Implement Capability Maturity Model (CMM) and include other industry best practices to ensure quality, efficiency, and cost effectiveness: FDA will implement CMM in CBER, CDER, ORA, and OC for PDUFA IT infrastructure and investments, and include other industry best practices to ensure that PDUFA III IT products and projects are of high quality and produced with optimal efficiency and cost effectiveness. This includes the development of project plans and schedules, goals, estimates of required resources, issues and risks/mitigation plans for each PDUFA III IT initiative (section XII, paragraph g).

FY 2004 Accomplishments: In FY 2004, the Agency continued to strengthen the FDA's IT project management capabilities.
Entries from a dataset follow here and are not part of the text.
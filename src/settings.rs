use clap::{ArgAction, Args};
use std::path::{Path, PathBuf};

use crate::util::Error;

/// Name of the honored `Config` resource.
pub const CLUSTER_CR_NAME: &str = "cluster";

/// Namespace the components are installed into unless overridden.
pub const DEFAULT_TARGET_NAMESPACE: &str = "openshift-pipelines";

/// Service account written into the `config-defaults` ConfigMap.
pub const DEFAULT_SA: &str = "pipeline";

/// Release the bundled manifests correspond to.
pub const DEFAULT_VERSION: &str = "release-next";

/// File holding the operator's identity when no flag provides one.
pub const UUID_PATH: &str = "deploy/uuid";

/// Task catalog entries installed by the community phase.
pub const COMMUNITY_RESOURCE_URLS: [&str; 4] = [
    "https://raw.githubusercontent.com/tektoncd/catalog/master/jib-maven/jib-maven.yaml",
    "https://raw.githubusercontent.com/tektoncd/catalog/master/maven/maven.yaml",
    "https://raw.githubusercontent.com/tektoncd/catalog/master/tkn/tkn.yaml",
    "https://raw.githubusercontent.com/tektoncd/catalog/master/kn/kn.yaml",
];

fn default_community_urls() -> Vec<String> {
    COMMUNITY_RESOURCE_URLS.iter().map(|s| s.to_string()).collect()
}

/// Command line flags that shape the installation.
#[derive(Args, Debug, Clone)]
pub struct Settings {
    /// Cluster-wide resource that the operator honors.
    #[arg(long, env = "WATCH_RESOURCE", default_value = CLUSTER_CR_NAME)]
    pub watch_resource: String,

    /// Namespace where the pipelines components will be installed.
    #[arg(long, env = "TARGET_NAMESPACE", default_value = DEFAULT_TARGET_NAMESPACE)]
    pub target_namespace: String,

    /// Path to the resource manifests. Defaults to deploy/resources/<version>.
    #[arg(long, env = "RESOURCE_DIR")]
    pub resource_dir: Option<PathBuf>,

    /// Apply the manifest files in the resource directory recursively.
    #[arg(long, env = "RECURSIVE", default_value_t = true, action = ArgAction::Set)]
    pub recursive: bool,

    /// Do not create the watched resource at startup.
    #[arg(long, env = "NO_AUTO_INSTALL")]
    pub no_auto_install: bool,

    /// Skip the tasks that are not supported or owned by Red Hat.
    #[arg(long, env = "SKIP_NON_REDHAT")]
    pub skip_non_redhat: bool,

    /// Comma separated list of community task manifests.
    #[arg(
        long,
        env = "COMMUNITY_RESOURCE_URLS",
        value_delimiter = ',',
        default_values_t = default_community_urls()
    )]
    pub community_resource_urls: Vec<String>,

    /// Service account that pipelines run as by default.
    #[arg(long = "rbac-sa", env = "DEFAULT_SA", default_value = DEFAULT_SA)]
    pub default_sa: String,

    /// Value of the disable-affinity-assistant feature flag.
    #[arg(long, default_value_t = true, action = ArgAction::Set)]
    pub disable_affinity_assistant: bool,

    /// Identity of this operator installation. Read from deploy/uuid if omitted.
    #[arg(long, env = "OPERATOR_UUID")]
    pub operator_uuid: Option<String>,

    /// Target release of the installation.
    #[arg(long = "target-version", env = "TEKTON_VERSION", default_value = DEFAULT_VERSION)]
    pub version: String,
}

/// Immutable operator configuration, built once at startup and
/// shared with the controller through its context.
#[derive(Debug, Clone, PartialEq)]
pub struct OperatorConfig {
    pub watch_resource: String,
    pub target_namespace: String,
    pub resource_dir: PathBuf,
    pub recursive: bool,
    pub auto_install: bool,
    pub skip_non_redhat: bool,
    pub community_resource_urls: Vec<String>,
    pub default_sa: String,
    pub disable_affinity_assistant: bool,
    pub operator_uuid: String,
    pub version: String,
}

impl Default for OperatorConfig {
    fn default() -> Self {
        OperatorConfig {
            watch_resource: CLUSTER_CR_NAME.to_owned(),
            target_namespace: DEFAULT_TARGET_NAMESPACE.to_owned(),
            resource_dir: default_resource_dir(DEFAULT_VERSION),
            recursive: true,
            auto_install: true,
            skip_non_redhat: false,
            community_resource_urls: default_community_urls(),
            default_sa: DEFAULT_SA.to_owned(),
            disable_affinity_assistant: true,
            operator_uuid: String::new(),
            version: DEFAULT_VERSION.to_owned(),
        }
    }
}

fn default_resource_dir(version: &str) -> PathBuf {
    Path::new("deploy").join("resources").join(version)
}

/// Reads the operator identity from `path`. A missing file yields
/// an empty identity, which matches any recorded one.
fn read_uuid(path: &Path) -> Result<String, Error> {
    match std::fs::read_to_string(path) {
        Ok(uuid) => Ok(uuid.trim_end_matches('\n').to_owned()),
        Err(e) if e.kind() == std::io::ErrorKind::NotFound => Ok(String::new()),
        Err(e) => Err(e.into()),
    }
}

impl OperatorConfig {
    /// Resolves the parsed flags into the final configuration.
    pub fn from_settings(settings: Settings) -> Result<Self, Error> {
        let version = settings.version;
        let operator_uuid = match settings.operator_uuid {
            Some(uuid) => uuid,
            None => read_uuid(Path::new(UUID_PATH))?,
        };
        let resource_dir = settings
            .resource_dir
            .unwrap_or_else(|| default_resource_dir(&version));
        Ok(OperatorConfig {
            watch_resource: settings.watch_resource,
            target_namespace: settings.target_namespace,
            resource_dir,
            recursive: settings.recursive,
            auto_install: !settings.no_auto_install,
            skip_non_redhat: settings.skip_non_redhat,
            community_resource_urls: settings.community_resource_urls,
            default_sa: settings.default_sa,
            disable_affinity_assistant: settings.disable_affinity_assistant,
            operator_uuid,
            version,
        })
    }

    /// Directory holding the manifests of one component group.
    pub fn component_dir(&self, component: &str) -> PathBuf {
        self.resource_dir.join(component)
    }
}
The Project Management Office (PMO), working through the IT PM Steering Committee, approved the first formal Software Development Life Cycle (SDLC) process for the Agency in December 2003.
The PMO established a Web-based Process Asset Library for project management tools and templates. The PMO has also provided and will provide on-site consulting from project management experts.
In the beginning of FY 2004, the project management certification-training program was initiated for over 60 project managers. The IT project management certification training program is continuing, and the FDA will have certified project managers by the end of 2004.

Use same software applications where common business needs exist: Where common business needs exist, CBER, CDER, ORA, and OC will use the same software applications, such as eCTD software, and commercial off-the-shelf (COTS) solutions (section XII, paragraph h).

FY 2004 Accomplishments: During FY2004 the FDA decided to address this objective by separating our Electronic Regulatory Submission Review program into two functional areas, Electronic Submissions, and Regulatory Review and Tracking Systems.

Based on this decision the FDA focused on the electronic submission process within FDA and industry as part of the FDA Enterprise Architecture (EA) effort. The goal of this effort is to develop a target PDUFA electronic submission architecture. The PDUFA electronic submissions target architecture will include the strategic imperatives, stakeholders, business processes, data, application functions, and the relationships of each of these components to each other. The objective is to build on the implementation of the eCTD and the development of the electronic submission gateway to define a common process for the electronic submission of PDUFA submission types.

Develop a PDUFA III IT 5-year plan. Within six months of authorization, a PDUFA III IT five-year plan will be developed. Progress will be measured against the milestones described in the plan (section XII, paragraph i).

FY 2004 Accomplishments: An update to the March 2003 PDUFA IT Plan was completed in June 2004 and released at the September 2004 PDUFA IT quarterly briefing.